- Born: 16 December 1872 Ahmedabad, British India
- Died: 9 December 1923 (aged 50)
- Education: B.A., LL.B.
- Alma mater: Gujarat College
- Occupations: writer and translator
- Writing career
- Language: Gujarati

= Uttamlal Trivedi =

Gujarati writer from India (1872-1923)

Uttamlal Keshavlal Trivedi (/gu/) (16 December 1872 – 9 December 1923) was a Gujarati writer and translator from India.

==Biography==
Uttamlal Trivedi was born on 16 December 1872 at Ahmedabad in British India. After passing matriculation examination in 1887, he attended the Gujarat College from where he received a B.A. in 1891. After passing LL.B. examination, he started his legal practice at Rajkot. In 1904, he moved to Bombay to work as a lawyer. Sometime later he moved to business field with some other people of his caste and suffered financial loss.

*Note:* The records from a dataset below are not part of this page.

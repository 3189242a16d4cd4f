//! Threshold-based event detection.
//!
//! A series is segmented into maximal above-threshold runs, near-adjacent
//! runs are merged, and short runs are dropped. Detection is a single
//! ordered scan and is never parallelized internally.

use serde::Serialize;
use tracing::debug;

use airshed_core::{Event, EventQuality, Series};
use airshed_params::DetectionSettings;

use super::baseline;

/// Classification of one sample against a threshold.
#[derive(Debug, Clone, Copy, PartialEq, Eq)]
pub enum SampleState {
    Above,
    Below,
    /// Non-finite reading: never above, but does not end a run.
    Missing,
}

/// Classify one sample. A finite sample is above when strictly greater
/// than the threshold.
pub fn classify(value: f64, threshold: f64) -> SampleState {
    if !value.is_finite() {
        SampleState::Missing
    } else if value > threshold {
        SampleState::Above
    } else {
        SampleState::Below
    }
}

/// An inclusive index run of above-threshold samples.
#[derive(Debug, Clone, Copy, PartialEq, Eq)]
pub struct Run {
    pub start: usize,
    pub end: usize,
    pub merged: bool,
}

impl Run {
    pub fn duration(&self) -> usize {
        self.end - self.start + 1
    }
}

/// Extract maximal above-runs.
///
/// Runs always start and end on an above sample. A stretch of at most
/// `max_missing_gap` missing samples between two above samples is bridged;
/// a longer stretch closes the run. Missing samples before a below sample
/// are not included.
pub fn extract_runs(states: &[SampleState], max_missing_gap: usize) -> Vec<Run> {
    let mut runs = Vec::new();
    let mut current: Option<Run> = None;
    let mut missing = 0usize;

    for (i, state) in states.iter().enumerate() {
        match state {
            SampleState::Above => {
                missing = 0;
                match current.as_mut() {
                    Some(run) => run.end = i,
                    None => {
                        current = Some(Run {
                            start: i,
                            end: i,
                            merged: false,
                        })
                    }
                }
            }
            SampleState::Missing => {
                if current.is_some() {
                    missing += 1;
                    if missing > max_missing_gap {
                        runs.extend(current.take());
                    }
                }
            }
            SampleState::Below => {
                missing = 0;
                runs.extend(current.take());
            }
        }
    }

    runs.extend(current);
    runs
}

/// Merge runs whose gap (samples strictly between them) is at most
/// `min_separation`. Touching or overlapping runs count as a zero gap.
pub fn merge_runs(runs: Vec<Run>, min_separation: usize) -> Vec<Run> {
    let mut iter = runs.into_iter();
    let Some(mut current) = iter.next() else {
        return Vec::new();
    };

    let mut merged = Vec::new();
    for next in iter {
        let gap = next.start.saturating_sub(current.end + 1);
        if gap <= min_separation {
            current.end = next.end;
            current.merged = true;
        } else {
            merged.push(current);
            current = next;
        }
    }
    merged.push(current);
    merged
}

/// Drop runs shorter than `min_duration` samples.
pub fn filter_short(runs: Vec<Run>, min_duration: usize) -> Vec<Run> {
    runs.into_iter().filter(|r| r.duration() >= min_duration).collect()
}

/// First-occurrence maximum over finite samples in `[start, end]`.
pub fn peak_in(values: &[f64], start: usize, end: usize) -> Option<(usize, f64)> {
    let end = end.min(values.len().checked_sub(1)?);
    if start > end {
        return None;
    }

    let mut best: Option<(usize, f64)> = None;
    for (i, &v) in values[start..=end].iter().enumerate() {
        if !v.is_finite() {
            continue;
        }
        match best {
            Some((_, b)) if v <= b => {}
            _ => best = Some((start + i, v)),
        }
    }
    best
}

/// Build an event from a run over `series`, tagging it with `baseline`.
pub fn build_event(series: &Series, run: Run, baseline: f64) -> Option<Event> {
    let values = series.values();
    let (peak_time, peak_value) = peak_in(values, run.start, run.end)?;
    let nan_gap = values[run.start..=run.end].iter().any(|v| !v.is_finite());

    Some(Event {
        start: run.start,
        end: run.end,
        duration: run.duration(),
        peak_time,
        peak_value,
        baseline,
        baseline_out: baseline,
        start_time: series.timestamp(run.start)?,
        end_time: series.timestamp(run.end)?,
        peak_timestamp: series.timestamp(peak_time)?,
        quality: EventQuality {
            merged: run.merged,
            short: false,
            nan_gap,
        },
    })
}

/// Result of one detection pass.
#[derive(Debug, Clone, Serialize)]
pub struct DetectionOutcome {
    /// Whole-series percentile baseline; `None` for an all-missing series.
    pub baseline: Option<f64>,
    pub threshold: Option<f64>,
    pub events: Vec<Event>,
}

impl DetectionOutcome {
    fn empty() -> Self {
        Self {
            baseline: None,
            threshold: None,
            events: Vec::new(),
        }
    }
}

/// Detects events where a single series exceeds `baseline × multiplier`.
#[derive(Debug, Clone, Copy)]
pub struct ThresholdEventDetector {
    settings: DetectionSettings,
}

impl ThresholdEventDetector {
    pub fn new(settings: DetectionSettings) -> Self {
        Self { settings }
    }

    pub fn detect(&self, series: &Series) -> DetectionOutcome {
        let Some(baseline) = baseline::baseline(series.values(), self.settings.baseline_percentile)
        else {
            debug!(samples = series.len(), "no finite samples; nothing to detect");
            return DetectionOutcome::empty();
        };
        let threshold = baseline * self.settings.threshold_multiplier;

        let states: Vec<SampleState> = series
            .values()
            .iter()
            .map(|&v| classify(v, threshold))
            .collect();

        let runs = extract_runs(&states, self.settings.max_missing_gap());
        let candidate_count = runs.len();
        let runs = merge_runs(runs, self.settings.min_separation);
        let merged_count = runs.len();
        let runs = filter_short(runs, self.settings.min_duration);

        let events: Vec<Event> = runs
            .into_iter()
            .filter_map(|run| build_event(series, run, baseline))
            .collect();

        debug!(
            baseline,
            threshold,
            candidates = candidate_count,
            after_merge = merged_count,
            events = events.len(),
            "threshold detection complete"
        );

        DetectionOutcome {
            baseline: Some(baseline),
            threshold: Some(threshold),
            events,
        }
    }
}

#[cfg(test)]
mod tests {
    use super::*;
    use airshed_core::Timestamp;

    const NAN: f64 = f64::NAN;

    fn settings(multiplier: f64, min_duration: usize, min_separation: usize) -> DetectionSettings {
        DetectionSettings {
            baseline_percentile: 20.0,
            threshold_multiplier: multiplier,
            min_duration,
            min_separation,
        }
    }

    fn detect(values: Vec<f64>, s: DetectionSettings) -> DetectionOutcome {
        ThresholdEventDetector::new(s).detect(&Series::from_values(values))
    }

    fn states(values: &[f64], threshold: f64) -> Vec<SampleState> {
        values.iter().map(|&v| classify(v, threshold)).collect()
    }

    #[test]
    fn basic_detection_scenario() {
        let out = detect(vec![1.0, 1.0, 1.0, 9.0, 9.0, 9.0, 1.0, 1.0], settings(5.0, 2, 0));
        assert_eq!(out.baseline, Some(1.0));
        assert_eq!(out.threshold, Some(5.0));
        assert_eq!(out.events.len(), 1);

        let e = &out.events[0];
        assert_eq!((e.start, e.end, e.duration), (3, 5, 3));
        assert_eq!(e.peak_time, 3);
        assert_eq!(e.peak_value, 9.0);
        assert_eq!(e.baseline, 1.0);
        assert_eq!(e.baseline_out, 1.0);
        assert_eq!(e.start_time, Timestamp::Index(4.0));
        assert_eq!(e.end_time, Timestamp::Index(6.0));
        assert_eq!(e.peak_timestamp, Timestamp::Index(4.0));
        assert_eq!(e.quality, EventQuality::default());
    }

    #[test]
    fn merge_scenario() {
        // Above at 0-based [3,4] and [6,7], one below sample between.
        let values = vec![1.0, 1.0, 1.0, 9.0, 9.0, 1.0, 9.0, 9.0, 1.0, 1.0];
        let out = detect(values, settings(5.0, 2, 1));
        assert_eq!(out.events.len(), 1);
        let e = &out.events[0];
        assert_eq!((e.start, e.end, e.duration), (3, 7, 5));
        assert!(e.quality.merged);
    }

    #[test]
    fn runs_gap_one_more_than_separation_stay_apart() {
        let values = vec![1.0, 1.0, 1.0, 9.0, 9.0, 1.0, 1.0, 9.0, 9.0, 1.0, 1.0];
        let out = detect(values, settings(5.0, 2, 1));
        assert_eq!(out.events.len(), 2);
        assert!(!out.events[0].quality.merged);
        assert_eq!((out.events[1].start, out.events[1].end), (7, 8));
    }

    #[test]
    fn duration_filter_boundary() {
        let values = vec![1.0, 1.0, 1.0, 9.0, 9.0, 1.0, 1.0, 1.0, 9.0, 9.0, 9.0, 1.0];
        let out = detect(values, settings(5.0, 3, 0));
        assert_eq!(out.events.len(), 1);
        assert_eq!(out.events[0].start, 8);
        assert_eq!(out.events[0].duration, 3);
    }

    #[test]
    fn plateau_peak_takes_lowest_index() {
        let values = vec![1.0, 1.0, 1.0, 6.0, 9.0, 9.0, 9.0, 7.0, 1.0, 1.0];
        let out = detect(values, settings(5.0, 1, 0));
        assert_eq!(out.events[0].peak_time, 4);
    }

    #[test]
    fn nan_inside_event_sets_flag_without_splitting() {
        let clean = detect(
            vec![1.0, 1.0, 1.0, 9.0, 9.0, 9.0, 9.0, 1.0, 1.0, 1.0],
            settings(5.0, 2, 0),
        );
        let gappy = detect(
            vec![1.0, 1.0, 1.0, 9.0, NAN, 9.0, 9.0, 1.0, 1.0, 1.0],
            settings(5.0, 2, 0),
        );
        assert_eq!(gappy.events.len(), 1);
        let (c, g) = (&clean.events[0], &gappy.events[0]);
        assert_eq!((g.start, g.end, g.duration), (c.start, c.end, c.duration));
        assert!(g.quality.nan_gap);
        assert!(!g.quality.merged);
        assert!(!c.quality.nan_gap);
    }

    #[test]
    fn trailing_nan_is_not_part_of_event() {
        let out = detect(
            vec![1.0, 1.0, 1.0, 9.0, 9.0, NAN, 1.0, 1.0, 1.0, 1.0],
            settings(5.0, 2, 0),
        );
        assert_eq!(out.events[0].end, 4);
        assert!(!out.events[0].quality.nan_gap);
    }

    #[test]
    fn all_nan_and_all_below_yield_no_events() {
        let out = detect(vec![NAN; 6], settings(2.0, 1, 0));
        assert!(out.events.is_empty());
        assert_eq!(out.baseline, None);

        let out = detect(vec![3.0; 6], settings(2.0, 1, 0));
        assert!(out.events.is_empty());
        assert_eq!(out.threshold, Some(6.0));
    }

    #[test]
    fn zero_baseline_treats_any_positive_sample_as_above() {
        let out = detect(vec![0.0, 0.0, 0.0, 0.0, 0.5, 0.2, 0.0], settings(3.0, 1, 0));
        assert_eq!(out.threshold, Some(0.0));
        assert_eq!(out.events.len(), 1);
        assert_eq!((out.events[0].start, out.events[0].end), (4, 5));
    }

    #[test]
    fn extract_runs_bridges_missing_only_between_above() {
        let s = states(&[9.0, NAN, NAN, 9.0, 1.0, NAN, 9.0], 5.0);
        let runs = extract_runs(&s, 2);
        assert_eq!(runs.len(), 2);
        assert_eq!((runs[0].start, runs[0].end), (0, 3));
        assert_eq!((runs[1].start, runs[1].end), (6, 6));
    }

    #[test]
    fn extract_runs_closes_on_missing_stretch_longer_than_limit() {
        let s = states(&[9.0, NAN, NAN, 9.0, 9.0, NAN, 9.0], 5.0);
        let runs = extract_runs(&s, 1);
        assert_eq!(runs.len(), 2);
        assert_eq!((runs[0].start, runs[0].end), (0, 0));
        assert_eq!((runs[1].start, runs[1].end), (3, 6));
    }

    #[test]
    fn long_outage_splits_episodes() {
        let mut values = vec![1.0; 10];
        values.extend([9.0, 9.0]);
        values.extend(vec![NAN; 200]);
        values.extend([9.0, 9.0]);
        values.extend(vec![1.0; 10]);

        let out = detect(values, settings(5.0, 2, 1));
        assert_eq!(out.events.len(), 2);
        assert_eq!((out.events[0].start, out.events[0].end), (10, 11));
        assert_eq!((out.events[1].start, out.events[1].end), (212, 213));
        assert!(out.events.iter().all(|e| !e.quality.merged && !e.quality.nan_gap));
    }

    #[test]
    fn outage_within_separation_is_bridged() {
        let values = vec![1.0, 1.0, 1.0, 9.0, NAN, NAN, NAN, 9.0, 1.0, 1.0];
        let out = detect(values, settings(5.0, 2, 3));
        assert_eq!(out.events.len(), 1);
        assert_eq!((out.events[0].start, out.events[0].end), (3, 7));
        assert!(out.events[0].quality.nan_gap);
    }

    #[test]
    fn merge_chains_multiple_runs() {
        let runs = vec![
            Run { start: 0, end: 1, merged: false },
            Run { start: 3, end: 3, merged: false },
            Run { start: 5, end: 6, merged: false },
            Run { start: 10, end: 11, merged: false },
        ];
        let merged = merge_runs(runs, 1);
        assert_eq!(merged.len(), 2);
        assert_eq!((merged[0].start, merged[0].end, merged[0].merged), (0, 6, true));
        assert_eq!((merged[1].start, merged[1].end, merged[1].merged), (10, 11, false));
    }

    #[test]
    fn merge_treats_touching_runs_as_zero_gap() {
        let runs = vec![
            Run { start: 0, end: 2, merged: false },
            Run { start: 3, end: 4, merged: false },
            Run { start: 4, end: 5, merged: false },
        ];
        let merged = merge_runs(runs, 0);
        assert_eq!(merged.len(), 1);
        assert_eq!((merged[0].start, merged[0].end, merged[0].merged), (0, 5, true));
    }

    #[test]
    fn peak_in_skips_nan() {
        assert_eq!(peak_in(&[NAN, 2.0, 5.0, 5.0], 0, 3), Some((2, 5.0)));
        assert_eq!(peak_in(&[NAN, NAN], 0, 1), None);
        assert_eq!(peak_in(&[], 0, 0), None);
    }
}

He died on 9 December 1923.

==Works==
In Bombay, Trivedi was associated with several social and literary institutions such as Kelavni Parishad, Sahitya Parishad and Nagar Mandal. He served as a secretary of Forbes Gujarati Sabha for sometime. He wrote articles on contemporary political issues and letters to the press regarding social, political and literary issues. He was in close association with several writers including Govardhanram Tripathi, Anandshankar Dhruv, Narsinhrao Divetia and Keshav Harshad Dhruv.

His articles were mainly published in Gujarati journals Vasant and Samalochak. He worked as an editor of the latter for sometime. He published articles in periodicals including Parsi ane Prajamitra, Sanj Vartaman, Hindustan and Indian Review. He served as an editor of Daily Mail for sometime in 1919.

Trivedi's criticism of Govardhanram's epic-novel Saraswatichandra is considered to be a remarkable work. He wrote a series of articles entitled Saraswatichandra ane Aapno Grihasansar (Saraswatichandra and the Web of Our Family-life), in which he analysed and evaluated Saraswatichandra from the points of view of plot-construction and characterisation. Trivedi also wrote on the public life of Narmad, and on literary life of Manilal Dwivedi. The other articles Trivedi has written include: G. M. Tripathi: A Hindu Idealist, A Historical Survey of National Indian Politics and Constitutional Theory of Hindu Law.

He translated Gita Rahasya by Lokmanya Tilak into Gujarati. His other translations include British Hindustan No Arthik Itihas (1990) and Akbar (1923).

A collection of Trivedi's writings was compiled and edited by Ramprasad Bakshi and Ramanlal Joshi under the title Uttamlal Trivedi Ni Gadyariddhi, published by Gujarati Sahitya Parishad in 1971.